Здесь как раз уместно вспомнить еще одно роковое противоречие чисто психологического свойства. В основе, выражаясь на современный манер, самоидентификации тех революционеров, да и просто легиона порядочных людей, в том числе вовсе не дерзавших замахнуться на устои, лежало навязчивое переживание некоего неоплатного «долга перед народом» и неизбывной «вины» перед ним же. Исходило оно, на первый взгляд, из одного только осознания факта, что простой мужик-кормилец вынужден надрываться в тяжком физическом труде, а интеллигенция, будь она сколь угодно разночинной, от этих тягот «дезертирует». Можно ли такое признать виной? На деле мысли о ней составляли лишь внешнюю оболочку запутанных душевных комплексов. Существо проблемы даже и не в том, что механизм, называемый сейчас социальным лифтом, в местах пребывания интеллигенции работал с куда большим КПД, чем в сельской среде. Крестьянство было ущемлено в правах, голодало и маялось всем миром, сбившись в массу, откуда «шаг влево, шаг вправо» — считался побегом. А любому разночинцу, если выпадали тяготы в его автономном плавании, то в точности по пушкинской формуле: «нет, не так, как вы, а иначе!». Если же он за привычку к вольнодумству либо еще какие «государственные преступления» отправлялся на каторгу, это и тогда, как правило, было результатом свободного и вполне осознанного — личностного выбора. В «коллективном бессознательном» русского мира любой намек на собственную индивидуальность, отдельность есть ipex перед «обчеством», хуже пьянства и даже воровства. Вот в этом-то и кроется глубинная суть расхождений между пролетарием и интеллигентом, настоящая причина уверенности первого в своей правоте и вечной виноватости второго…

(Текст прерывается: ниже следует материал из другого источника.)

//! Error types and error taxonomy for compilation and execution
//!
//! All fallible operations in this crate return [`Result<T>`] with
//! [`DiagramError`]. Errors carry a machine-readable [`ErrorKind`] that
//! drives propagation policy:
//!
//! ```text
//! DiagramError
//! ├── Validation      - malformed input, bad handles    → never retried
//! ├── Compilation     - compiler diagnostics (facade)   → never retried
//! ├── Configuration   - missing service / key / person  → fatal for node
//! ├── Transient       - timeouts, 429/5xx               → retried
//! ├── NodeExecution   - handler raised                  → node failed
//! ├── Timeout         - per-node timeout expiry         → retried
//! ├── Cancelled       - cooperative cancellation        → execution cancelled
//! ├── CircuitOpen     - breaker tripped for node type   → policy skip
//! ├── Registry        - rule registry constraint        → caller error
//! ├── Internal        - invariant violation             → fatal, logged
//! └── wrapped         - serde_json / serde_yaml / io / state
//! ```
//!
//! The compiler's phase logic reports diagnostics as values
//! ([`CompilationResult`](crate::compile::CompilationResult)); only the
//! `compile()` facade converts them into a [`DiagramError::Compilation`].
//!
//! # Examples
//!
//! ```rust
//! use diaflow_core::error::{DiagramError, ErrorKind};
//!
//! let err = DiagramError::node_execution("llm_call", "rate limited (429)");
//! assert_eq!(format!("{}", err), "Node 'llm_call' execution failed: rate limited (429)");
//!
//! let timeout = DiagramError::Timeout { operation: "api_job".into(), duration_ms: 5000 };
//! assert_eq!(timeout.kind(), ErrorKind::Transient);
//! assert!(timeout.is_retryable());
//! ```

use thiserror::Error;

/// Convenience result type using [`DiagramError`].
pub type Result<T> = std::result::Result<T, DiagramError>;

/// Machine-readable error classification per the failure model.
///
/// The scheduler consults the kind of a node failure to decide between
/// retry, fatal failure and policy skip.
#[derive(Debug, Clone, Copy, PartialEq, Eq)]
pub enum ErrorKind {
    /// Malformed input, unknown node type, handle parse failure
    Validation,
    /// Missing API key, missing service, unknown person reference
    Configuration,
    /// Network timeout, rate limit, temporary unavailability
    Transient,
    /// Error raised by a node handler
    Handler,
    /// Iteration cap, gated branch, circuit open
    Policy,
    /// Compiler/scheduler invariant violation
    Internal,
}

/// Comprehensive error type for diagram compilation and execution.
#[derive(Error, Debug)]
pub enum DiagramError {
    /// Diagram structure or input validation failed.
    #[error("Validation failed: {0}")]
    Validation(String),

    /// Compilation produced errors; the message aggregates the phase
    /// diagnostics. Raised only by the `compile()` facade.
    #[error("Compilation failed:\n{0}")]
    Compilation(String),

    /// A handle identifier could not be parsed.
    #[error("Invalid handle id '{handle}': {reason}")]
    Handle {
        /// The offending handle id
        handle: String,
        /// Why it was rejected
        reason: String,
    },

    /// A node handler returned an error.
    #[error("Node '{node}' execution failed: {error}")]
    NodeExecution {
        /// Node that failed
        node: String,
        /// Error message from the handler
        error: String,
    },

    /// Execution-level failure without a specific node context.
    #[error("Execution failed: {0}")]
    Execution(String),

    /// Missing or invalid configuration (service, API key, person, ...).
    #[error("Configuration error: {0}")]
    Configuration(String),

    /// A required service was not registered.
    #[error("Required service '{0}' not found")]
    MissingService(String),

    /// Transient failure that the scheduler may retry.
    #[error("Transient failure: {0}")]
    Transient(String),

    /// A guarded operation exceeded its time limit.
    #[error("Operation timed out after {duration_ms}ms: {operation}")]
    Timeout {
        /// Description of the guarded operation
        operation: String,
        /// Configured limit in milliseconds
        duration_ms: u64,
    },

    /// Execution was cancelled cooperatively.
    #[error("Execution cancelled")]
    Cancelled,

    /// The circuit breaker for a node type is open.
    #[error("Circuit open for node type '{0}'")]
    CircuitOpen(String),

    /// A rule registry constraint was violated (frozen, immutable,
    /// override policy).
    #[error("Rule registry error: {0}")]
    Registry(String),

    /// JSON serialization/deserialization error.
    #[error("Serialization error: {0}")]
    Serialization(#[from] serde_json::Error),

    /// YAML parsing error (Light/Readable diagram formats).
    #[error("YAML error: {0}")]
    Yaml(#[from] serde_yaml::Error),

    /// I/O failure (diagram storage, file ports).
    #[error("I/O error: {0}")]
    Io(#[from] std::io::Error),

    /// Execution state error.
    #[error("State error: {0}")]
    State(#[from] diaflow_state::StateError),

    /// Compiler/scheduler invariant violation.
    #[error("Internal error: {0}")]
    Internal(String),
}

impl DiagramError {
    /// Create a node execution error with context.
    pub fn node_execution(node: impl Into<String>, error: impl Into<String>) -> Self {
        Self::NodeExecution {
            node: node.into(),
            error: error.into(),
        }
    }

    /// Create a handle parse error.
    pub fn handle(handle: impl Into<String>, reason: impl Into<String>) -> Self {
        Self::Handle {
            handle: handle.into(),
            reason: reason.into(),
        }
    }

    /// Classify this error per the failure taxonomy.
    pub fn kind(&self) -> ErrorKind {
        match self {
            Self::Validation(_) | Self::Compilation(_) | Self::Handle { .. } => {
                ErrorKind::Validation
            }
            Self::Configuration(_) | Self::MissingService(_) => ErrorKind::Configuration,
            Self::Transient(_) | Self::Timeout { .. } => ErrorKind::Transient,
            Self::NodeExecution { .. } | Self::Execution(_) => ErrorKind::Handler,
            Self::Cancelled | Self::CircuitOpen(_) => ErrorKind::Policy,
            Self::Registry(_) => ErrorKind::Configuration,
            Self::Serialization(_) | Self::Yaml(_) | Self::Io(_) => ErrorKind::Handler,
            Self::State(_) | Self::Internal(_) => ErrorKind::Internal,
        }
    }

    /// Whether the scheduler should retry the operation.
    pub fn is_retryable(&self) -> bool {
        self.kind() == ErrorKind::Transient
    }
}

#[cfg(test)]
mod tests {
    use super::*;

    #[test]
    fn test_kind_classification() {
        assert_eq!(
            DiagramError::Validation("x".into()).kind(),
            ErrorKind::Validation
        );
        assert_eq!(
            DiagramError::Transient("429".into()).kind(),
            ErrorKind::Transient
        );
        assert_eq!(
            DiagramError::node_execution("n", "boom").kind(),
            ErrorKind::Handler
        );
        assert_eq!(DiagramError::Cancelled.kind(), ErrorKind::Policy);
        assert_eq!(
            DiagramError::Internal("bug".into()).kind(),
            ErrorKind::Internal
        );
    }

    #[test]
    fn test_only_transient_retryable() {
        assert!(DiagramError::Transient("x".into()).is_retryable());
        assert!(DiagramError::Timeout {
            operation: "op".into(),
            duration_ms: 10
        }
        .is_retryable());
        assert!(!DiagramError::Validation("x".into()).is_retryable());
        assert!(!DiagramError::node_execution("n", "e").is_retryable());
    }

    #[test]
    fn test_display_includes_context() {
        let err = DiagramError::handle("a:b:c", "too many delimiters");
        assert_eq!(
            format!("{}", err),
            "Invalid handle id 'a:b:c': too many delimiters"
        );
    }
}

Духовные ценности новою класса, главнейшая из которых — свобода не просто совести и слова, но мышления как такового, неизбежно и очень скоро утратили всякую связь с исконно-посконным менталитетом. Однако народ в этой системе понятий оставался «хорошим» по определению, и любить его полагалось изо всех душевных сил. Во что бы то ни стало, невзирая на любые ужасы, написанные на его общем, так сказать, лице. По большому счету подобная умственная раздвоенность не могла привести ни к чему, кроме мизантропии, порой загнанной в глубины подсознания, но драматически неизбежной. Воспаленно-яркой нитью прорастает этот тягостный настрой сквозь все духовное наследие российского «шестидесятничества» не только XIX, но и XX столетия. Свою глухую тоску представители течения вплоть до наших дней, казалось бы, уже вовсе не оставивших места иллюзиям, по-прежнему пытаются подавить сверхдозами политкорректной любви к униженным…
Но у дворянина Ульянова, сколько ни штудируй Полное собрание сочинений, подобных чувств не сыщешь. Сказать точнее, мизантропии в его текстах полно, а вот долга или вины не заметно. Скорей придется убедиться, что «заодно, под одно» с Российской империей автор презирает и все русское.